Lágrimas escorreram pelo rosto de Victoria enquanto ela segurava a carta. "Ele... ele deixou isso para mim."
Tim sorriu calorosamente. "Parece que seu avô sempre cuidou de você, mesmo depois de todos esses anos."
Com o dinheiro do tesouro escondido, Victoria reformou a casa e preparou um berçário aconchegante para seu bebê. Tim a ajudou em cada passo do caminho, desde contratar trabalhadores até levá-la a consultas médicas.
Meses depois, Victoria deu à luz um lindo menino. Enquanto o segurava nos braços, Tim se sentou ao lado dela, parecendo nervoso.

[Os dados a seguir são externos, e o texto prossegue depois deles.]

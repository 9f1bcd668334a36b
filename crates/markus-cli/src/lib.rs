//! # markus-cli
//!
//! Operator command-line interface for the MarkUs certificate portal.
//!
//! ## Commands
//!
//! - `markus sync` - Pull registrations from the configured spreadsheets
//! - `markus pregen` - Generate every pending certificate ahead of time
//! - `markus render` - Render one certificate locally without uploading
//! - `markus lookup` - Show every record of a roll number
//! - `markus block` / `markus unblock` - Withhold or restore a certificate
//! - `markus maintenance` - Read or set the maintenance flag
//! - `markus stats` - Per-event issuance totals
//!
//! ## Configuration
//!
//! Settings come from flags or the same environment variables the server
//! reads:
//!
//! - `MARKUS_DATABASE_PATH` - Participant database (default: `participants.db`)
//! - `MARKUS_SOURCES_PATH` - Sync source list
//! - `MARKUS_TEMPLATE_PATH`, `MARKUS_FONT_PATH`, `MARKUS_GENERATED_DIR` - Rendering
//! - `CLOUDINARY_*` - Upload credentials

#![forbid(unsafe_code)]
#![deny(missing_docs)]
#![deny(rust_2018_idioms)]
#![warn(clippy::pedantic)]
// CLI uses print! macros intentionally
#![allow(clippy::print_stdout)]
#![allow(clippy::print_stderr)]

pub mod commands;

use std::path::PathBuf;

use clap::{Parser, Subcommand};

/// MarkUs CLI - certificate portal operations.
#[derive(Debug, Parser)]
#[command(name = "markus")]
#[command(author, version, about, long_about = None)]
pub struct Cli {
    /// Participant database file.
    #[arg(long, env = "MARKUS_DATABASE_PATH", default_value = "participants.db")]
    pub database: PathBuf,

    /// Output format.
    #[arg(long, default_value = "text")]
    pub format: OutputFormat,

    /// Log progress at info level (default: warnings only).
    #[arg(long, short = 'v')]
    pub verbose: bool,

    /// Subcommand to execute.
    #[command(subcommand)]
    pub command: Commands,
}

impl Cli {
    /// Get the effective configuration.
    #[must_use]
    pub fn config(&self) -> Config {
        Config {
            database_path: self.database.clone(),
            format: self.format.clone(),
        }
    }
}

/// CLI subcommands.
#[derive(Debug, Subcommand)]
pub enum Commands {
    /// Pull registrations from the configured spreadsheets.
    Sync(commands::sync::SyncArgs),
    /// Generate every pending certificate ahead of time.
    Pregen(commands::pregen::PregenArgs),
    /// Render one certificate locally without uploading it.
    Render(commands::render::RenderArgs),
    /// Show every record of a roll number.
    Lookup(commands::records::LookupArgs),
    /// Withhold a certificate.
    Block(commands::records::RecordKeyArgs),
    /// Restore a withheld certificate.
    Unblock(commands::records::RecordKeyArgs),
    /// Read or set the maintenance flag.
    Maintenance(commands::maintenance::MaintenanceArgs),
    /// Per-event issuance totals.
    Stats,
}

/// Output format.
#[derive(Debug, Clone, Default, clap::ValueEnum)]
pub enum OutputFormat {
    /// Human-readable text output.
    #[default]
    Text,
    /// JSON output.
    Json,
    /// Table output.
    Table,
}

/// CLI configuration.
#[derive(Debug, Clone, Default)]
pub struct Config {
    /// Participant database file.
    pub database_path: PathBuf,
    /// Output format.
    pub format: OutputFormat,
}

#[cfg(test)]
mod tests {
    use super::*;

    #[test]
    fn test_cli_config_from_flags() {
        let cli = Cli::parse_from([
            "markus",
            "--database",
            "/tmp/p.db",
            "--format",
            "json",
            "lookup",
            "23cs001",
        ]);

        let config = cli.config();
        assert_eq!(config.database_path, PathBuf::from("/tmp/p.db"));
        assert!(matches!(config.format, OutputFormat::Json));
        assert!(matches!(cli.command, Commands::Lookup(ref args) if args.roll_no == "23cs001"));
    }

    #[test]
    fn test_block_takes_roll_and_event() {
        let cli = Cli::parse_from(["markus", "block", "23CS001", "CODE ADAPT"]);
        let Commands::Block(args) = cli.command else {
            panic!("expected block");
        };
        assert_eq!(args.roll_no, "23CS001");
        assert_eq!(args.event, "CODE ADAPT");
    }

    #[test]
    fn test_cli_definition_is_consistent() {
        use clap::CommandFactory;
        Cli::command().debug_assert();
    }
}
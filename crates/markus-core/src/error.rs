//! Error types and result aliases shared across MarkUs crates.
//!
//! Component-specific failures (store, upload, sync, rendering) have their
//! own error enums; this type covers configuration and input validation.

/// The result type used for configuration and validation.
pub type Result<T> = std::result::Result<T, Error>;

/// Errors raised while loading configuration or validating input.
#[derive(Debug, thiserror::Error)]
pub enum Error {
    /// Invalid input was provided.
    #[error("invalid input: {0}")]
    InvalidInput(String),

    /// A required configuration value is missing or malformed.
    #[error("configuration error: {message}")]
    Configuration {
        /// Description of the configuration problem.
        message: String,
    },

    /// An internal error occurred that should not happen in normal operation.
    #[error("internal error: {message}")]
    Internal {
        /// Description of the internal error.
        message: String,
    },
}

impl Error {
    /// Creates a configuration error.
    #[must_use]
    pub fn configuration(message: impl Into<String>) -> Self {
        Self::Configuration {
            message: message.into(),
        }
    }

    /// Creates an internal error.
    #[must_use]
    pub fn internal(message: impl Into<String>) -> Self {
        Self::Internal {
            message: message.into(),
        }
    }
}
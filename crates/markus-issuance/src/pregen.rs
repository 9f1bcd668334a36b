//! Bulk pre-generation of pending certificates.

use std::collections::BTreeSet;

use futures::stream::{self, StreamExt};
use serde::Serialize;
use tracing::{info, warn};

use crate::coordinator::{IssuanceCoordinator, Issued};
use crate::error::IssueError;

/// Counts from one pre-generation run.
#[derive(Debug, Clone, Copy, Default, PartialEq, Eq, Serialize)]
pub struct PregenReport {
    /// Certificates rendered and uploaded by this run.
    pub generated: usize,
    /// Pairs already issued, claimed elsewhere, or withheld.
    pub skipped: usize,
    /// Pairs whose generation failed.
    pub failed: usize,
}

/// Issues every pending `(roll_no, event)` pair, optionally limited to one
/// event, with at most `concurrency` issuances in flight.
///
/// Each pair goes through [`IssuanceCoordinator::issue`], so the claim
/// protocol holds against concurrent web requests.
///
/// # Errors
///
/// Returns an error only if the pending list cannot be read; individual
/// failures are counted.
pub async fn pregenerate(
    coordinator: &IssuanceCoordinator,
    event: Option<&str>,
    concurrency: usize,
) -> Result<PregenReport, IssueError> {
    let filter = event.map(str::to_string);
    let pending = coordinator
        .store()
        .run(move |store| store.list_pending(filter.as_deref()))
        .await?;

    // Leader and member rows of the same person share one certificate.
    let pairs: BTreeSet<(String, String)> = pending
        .into_iter()
        .map(|record| (record.roll_no, record.event))
        .collect();
    info!(pairs = pairs.len(), concurrency, "starting pre-generation");

    let outcomes: Vec<Result<Issued, IssueError>> = stream::iter(pairs)
        .map(|(roll_no, event)| async move {
            let outcome = coordinator.issue(&roll_no, &event).await;
            if let Err(err) = &outcome {
                if err.is_internal() {
                    warn!(%roll_no, %event, error = %err, "pre-generation failed");
                }
            }
            outcome
        })
        .buffer_unordered(concurrency.max(1))
        .collect()
        .await;

    let report = outcomes
        .iter()
        .fold(PregenReport::default(), |mut report, outcome| {
            match outcome {
                Ok(Issued::Generated(_)) => report.generated += 1,
                Ok(_) => report.skipped += 1,
                Err(err) if err.is_internal() => report.failed += 1,
                Err(_) => report.skipped += 1,
            }
            report
        });
    info!(
        generated = report.generated,
        skipped = report.skipped,
        failed = report.failed,
        "pre-generation finished"
    );
    Ok(report)
}
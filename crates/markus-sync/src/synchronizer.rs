//! The sync pass: fetch every source, detect columns, upsert rows.

use std::sync::Arc;

use chrono::{DateTime, Utc};
use serde::Serialize;
use tracing::{Instrument, info, warn};

use markus_core::observability::sync_span;
use markus_core::participant::TeamEntry;
use markus_core::store::ParticipantStore;

use crate::columns::detect_columns;
use crate::error::SyncError;
use crate::rows::{RowDecision, read_row};
use crate::source::{SheetSource, SourceConfig};

/// Counters for one successfully synchronized source.
#[derive(Debug, Clone, Copy, Default, PartialEq, Eq, Serialize)]
pub struct SourceStats {
    /// Data rows read from the sheet.
    pub rows_seen: usize,
    /// Leader records written (inserted or updated).
    pub leaders: usize,
    /// Leader records created by this pass.
    pub leaders_inserted: usize,
    /// Member records written.
    pub members: usize,
    /// Rows skipped for a missing or short roll number.
    pub skipped_rows: usize,
    /// Member slots that were filled in but rejected.
    pub rejected_members: usize,
}

/// How one source fared.
#[derive(Debug, Clone, PartialEq, Eq, Serialize)]
#[serde(tag = "status", rename_all = "snake_case")]
pub enum SourceOutcome {
    /// The source was read and written.
    Synced(SourceStats),
    /// The source was skipped after an error.
    Failed {
        /// Error message.
        error: String,
    },
}

/// Per-source entry of a [`SyncReport`].
#[derive(Debug, Clone, PartialEq, Eq, Serialize)]
pub struct SourceReport {
    /// Source name.
    pub name: String,
    /// Event the source registers for.
    pub event: String,
    /// Outcome.
    pub outcome: SourceOutcome,
}

/// Summary of one sync pass.
#[derive(Debug, Clone, PartialEq, Eq, Serialize)]
pub struct SyncReport {
    /// When the pass started.
    pub started_at: DateTime<Utc>,
    /// When the pass finished.
    pub finished_at: DateTime<Utc>,
    /// One entry per configured source, in order.
    pub sources: Vec<SourceReport>,
}

impl SyncReport {
    /// Number of sources that failed.
    #[must_use]
    pub fn failed_count(&self) -> usize {
        self.sources
            .iter()
            .filter(|s| matches!(s.outcome, SourceOutcome::Failed { .. }))
            .count()
    }

    /// Sum of the stats of every synced source.
    #[must_use]
    pub fn totals(&self) -> SourceStats {
        self.sources
            .iter()
            .filter_map(|s| match s.outcome {
                SourceOutcome::Synced(stats) => Some(stats),
                SourceOutcome::Failed { .. } => None,
            })
            .fold(SourceStats::default(), |acc, s| SourceStats {
                rows_seen: acc.rows_seen + s.rows_seen,
                leaders: acc.leaders + s.leaders,
                leaders_inserted: acc.leaders_inserted + s.leaders_inserted,
                members: acc.members + s.members,
                skipped_rows: acc.skipped_rows + s.skipped_rows,
                rejected_members: acc.rejected_members + s.rejected_members,
            })
    }
}

/// Runs sync passes over a fixed list of sources.
#[derive(Clone)]
pub struct Synchronizer {
    store: ParticipantStore,
    fetcher: Arc<dyn SheetSource>,
    sources: Vec<SourceConfig>,
}

impl std::fmt::Debug for Synchronizer {
    fn fmt(&self, f: &mut std::fmt::Formatter<'_>) -> std::fmt::Result {
        f.debug_struct("Synchronizer")
            .field("store", &self.store)
            .field("sources", &self.sources.len())
            .finish_non_exhaustive()
    }
}

impl Synchronizer {
    /// Creates a synchronizer.
    #[must_use]
    pub fn new(
        store: ParticipantStore,
        fetcher: Arc<dyn SheetSource>,
        sources: Vec<SourceConfig>,
    ) -> Self {
        Self {
            store,
            fetcher,
            sources,
        }
    }

    /// Configured sources.
    #[must_use]
    pub fn sources(&self) -> &[SourceConfig] {
        &self.sources
    }

    /// Runs one pass over every source. Never fails as a whole: a failing
    /// source is logged, reported and skipped.
    pub async fn run(&self) -> SyncReport {
        let started_at = Utc::now();
        let mut reports = Vec::with_capacity(self.sources.len());

        for source in &self.sources {
            let outcome = match self
                .sync_source(source)
                .instrument(sync_span(&source.name, &source.event))
                .await
            {
                Ok(stats) => SourceOutcome::Synced(stats),
                Err(err) => {
                    warn!(source = %source.name, error = %err, "source sync failed; skipping");
                    SourceOutcome::Failed {
                        error: err.to_string(),
                    }
                }
            };
            reports.push(SourceReport {
                name: source.name.clone(),
                event: source.event.clone(),
                outcome,
            });
        }

        let report = SyncReport {
            started_at,
            finished_at: Utc::now(),
            sources: reports,
        };
        let totals = report.totals();
        info!(
            sources = report.sources.len(),
            failed = report.failed_count(),
            leaders = totals.leaders,
            members = totals.members,
            "sync pass finished"
        );
        report
    }

    /// Synchronizes a single source.
    ///
    /// # Errors
    ///
    /// Returns an error if the sheet cannot be fetched, has no roll column,
    /// or a store write fails. Rows written before a store failure stay
    /// written.
    pub async fn sync_source(&self, source: &SourceConfig) -> Result<SourceStats, SyncError> {
        let table = self.fetcher.fetch(source).await?;
        let layout =
            detect_columns(&table.headers, &source.columns).ok_or_else(|| {
                SyncError::MissingColumn {
                    source_name: source.name.clone(),
                    column: "roll",
                }
            })?;

        let mut stats = SourceStats {
            rows_seen: table.rows.len(),
            ..SourceStats::default()
        };
        let mut entries: Vec<TeamEntry> = Vec::new();
        for row in &table.rows {
            match read_row(row, &layout, &source.event, &source.name) {
                RowDecision::Accepted { entry, rejected } => {
                    stats.rejected_members += rejected.len();
                    entries.push(entry);
                }
                RowDecision::Skipped(_) => stats.skipped_rows += 1,
            }
        }

        let (leaders_inserted, members) = self
            .store
            .run(move |store| {
                let mut inserted = 0;
                let mut members = 0;
                for entry in &entries {
                    let outcome = store.sync_team(entry)?;
                    if outcome.leader_inserted {
                        inserted += 1;
                    }
                    members += outcome.members_written;
                }
                Ok((inserted, members))
            })
            .await?;

        stats.leaders = stats.rows_seen - stats.skipped_rows;
        stats.leaders_inserted = leaders_inserted;
        stats.members = members;
        info!(
            rows = stats.rows_seen,
            leaders = stats.leaders,
            members = stats.members,
            skipped = stats.skipped_rows,
            rejected = stats.rejected_members,
            "source synchronized"
        );
        Ok(stats)
    }
}
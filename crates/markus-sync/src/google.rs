//! Google Sheets values API client.

use std::path::PathBuf;
use std::sync::Arc;
use std::time::Duration;

use async_trait::async_trait;
use gcp_auth::{CustomServiceAccount, TokenProvider};
use reqwest::{StatusCode, Url};
use serde::Deserialize;
use tracing::{debug, instrument};

use crate::error::SourceError;
use crate::source::{SheetSource, SheetTable, SourceConfig};

const SHEETS_SCOPES: &[&str] = &["https://www.googleapis.com/auth/spreadsheets.readonly"];

/// Default API base URL.
pub const DEFAULT_SHEETS_ENDPOINT: &str = "https://sheets.googleapis.com";

/// Range read when a source does not name one.
pub const DEFAULT_RANGE: &str = "A:ZZ";

/// Where service-account credentials come from.
#[derive(Clone)]
pub enum GoogleCredentials {
    /// Inline service-account key JSON.
    Json(String),
    /// Path to a service-account key file.
    File(PathBuf),
    /// Ambient discovery (`GOOGLE_APPLICATION_CREDENTIALS`, metadata server, gcloud).
    Ambient,
}

impl std::fmt::Debug for GoogleCredentials {
    fn fmt(&self, f: &mut std::fmt::Formatter<'_>) -> std::fmt::Result {
        match self {
            Self::Json(_) => f.write_str("Json([REDACTED])"),
            Self::File(path) => f.debug_tuple("File").field(path).finish(),
            Self::Ambient => f.write_str("Ambient"),
        }
    }
}

enum Auth {
    Provider(Arc<dyn TokenProvider>),
    Static(String),
}

/// [`SheetSource`] backed by the Google Sheets v4 values API.
pub struct GoogleSheetsSource {
    auth: Auth,
    client: reqwest::Client,
    endpoint: String,
}

impl std::fmt::Debug for GoogleSheetsSource {
    fn fmt(&self, f: &mut std::fmt::Formatter<'_>) -> std::fmt::Result {
        f.debug_struct("GoogleSheetsSource")
            .field("endpoint", &self.endpoint)
            .finish_non_exhaustive()
    }
}

fn http_client() -> Result<reqwest::Client, SourceError> {
    reqwest::Client::builder()
        .timeout(Duration::from_secs(30))
        .build()
        .map_err(|e| SourceError::Config(format!("failed to create HTTP client: {e}")))
}

impl GoogleSheetsSource {
    /// Creates a source authenticated with the given credentials.
    ///
    /// # Errors
    ///
    /// Returns [`SourceError::Credentials`] if the key cannot be loaded.
    pub async fn new(credentials: GoogleCredentials) -> Result<Self, SourceError> {
        let provider: Arc<dyn TokenProvider> = match credentials {
            GoogleCredentials::Json(json) => Arc::new(
                CustomServiceAccount::from_json(&json)
                    .map_err(|e| SourceError::Credentials(format!("invalid key JSON: {e}")))?,
            ),
            GoogleCredentials::File(path) => Arc::new(
                CustomServiceAccount::from_file(&path).map_err(|e| {
                    SourceError::Credentials(format!("failed to load {}: {e}", path.display()))
                })?,
            ),
            GoogleCredentials::Ambient => gcp_auth::provider().await.map_err(|e| {
                SourceError::Credentials(format!("failed to initialize GCP auth: {e}"))
            })?,
        };

        Ok(Self {
            auth: Auth::Provider(provider),
            client: http_client()?,
            endpoint: DEFAULT_SHEETS_ENDPOINT.to_string(),
        })
    }

    /// Creates a source that sends a fixed bearer token.
    ///
    /// # Errors
    ///
    /// Returns an error if the HTTP client cannot be built.
    pub fn with_static_token(token: impl Into<String>) -> Result<Self, SourceError> {
        Ok(Self {
            auth: Auth::Static(token.into()),
            client: http_client()?,
            endpoint: DEFAULT_SHEETS_ENDPOINT.to_string(),
        })
    }

    /// Overrides the API base URL.
    #[must_use]
    pub fn with_endpoint(mut self, endpoint: impl Into<String>) -> Self {
        self.endpoint = endpoint.into().trim_end_matches('/').to_string();
        self
    }

    async fn access_token(&self) -> Result<String, SourceError> {
        match &self.auth {
            Auth::Static(token) => Ok(token.clone()),
            Auth::Provider(provider) => {
                let token = provider
                    .token(SHEETS_SCOPES)
                    .await
                    .map_err(|e| SourceError::Credentials(format!("failed to get token: {e}")))?;
                Ok(token.as_str().to_string())
            }
        }
    }

    fn values_url(&self, source: &SourceConfig) -> Result<Url, SourceError> {
        let mut url = Url::parse(&self.endpoint)
            .map_err(|e| SourceError::Config(format!("invalid endpoint {}: {e}", self.endpoint)))?;
        let range = source.range.as_deref().unwrap_or(DEFAULT_RANGE);
        url.path_segments_mut()
            .map_err(|()| SourceError::Config(format!("endpoint cannot be a base: {}", self.endpoint)))?
            .pop_if_empty()
            .extend(["v4", "spreadsheets", source.spreadsheet_id.as_str(), "values", range]);
        Ok(url)
    }
}

#[derive(Debug, Deserialize)]
struct ValueRange {
    #[serde(default)]
    values: Vec<Vec<serde_json::Value>>,
}

fn cell_text(value: serde_json::Value) -> String {
    match value {
        serde_json::Value::String(s) => s,
        serde_json::Value::Null => String::new(),
        other => other.to_string(),
    }
}

#[async_trait]
impl SheetSource for GoogleSheetsSource {
    #[instrument(skip(self, source), fields(source = %source.name))]
    async fn fetch(&self, source: &SourceConfig) -> Result<SheetTable, SourceError> {
        if source.spreadsheet_id.trim().is_empty() {
            return Err(SourceError::Config(format!(
                "source {} has no spreadsheet_id",
                source.name
            )));
        }

        let url = self.values_url(source)?;
        let token = self.access_token().await?;
        let response = self.client.get(url).bearer_auth(token).send().await?;

        let status = response.status();
        match status {
            StatusCode::NOT_FOUND => {
                return Err(SourceError::SheetNotFound {
                    name: source.name.clone(),
                });
            }
            StatusCode::UNAUTHORIZED | StatusCode::FORBIDDEN => {
                let body = response.text().await.unwrap_or_default();
                return Err(SourceError::Credentials(format!(
                    "sheet service refused access ({status}): {body}"
                )));
            }
            s if !s.is_success() => {
                let message = response.text().await.unwrap_or_default();
                return Err(SourceError::Rejected {
                    status: s.as_u16(),
                    message,
                });
            }
            _ => {}
        }

        let body: ValueRange = response.json().await?;
        let values: Vec<Vec<String>> = body
            .values
            .into_iter()
            .map(|row| row.into_iter().map(cell_text).collect())
            .collect();
        debug!(rows = values.len(), "fetched sheet values");
        Ok(SheetTable::from_values(values))
    }
}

"Victoria, eu sei que este talvez não seja o melhor momento," disse hesitante, coçando a nuca, "mas esses últimos meses... significaram tudo para mim. Eu me apaixonei por você."
Ela olhou para ele, surpresa.

"Eu não quero ser apenas seu amigo. Quero fazer parte da sua família—se você me aceitar."
Lágrimas encheram seus olhos, mas desta vez, eram de felicidade.
"Sim, Tim", sussurrou. "Eu adoraria isso."
Ele sorriu, beijando sua testa enquanto o bebê balbuciava entre eles.
E assim, com a bênção de seu avô e o amor que nunca esperou encontrar, Victoria finalmente teve a família que sempre sonhou.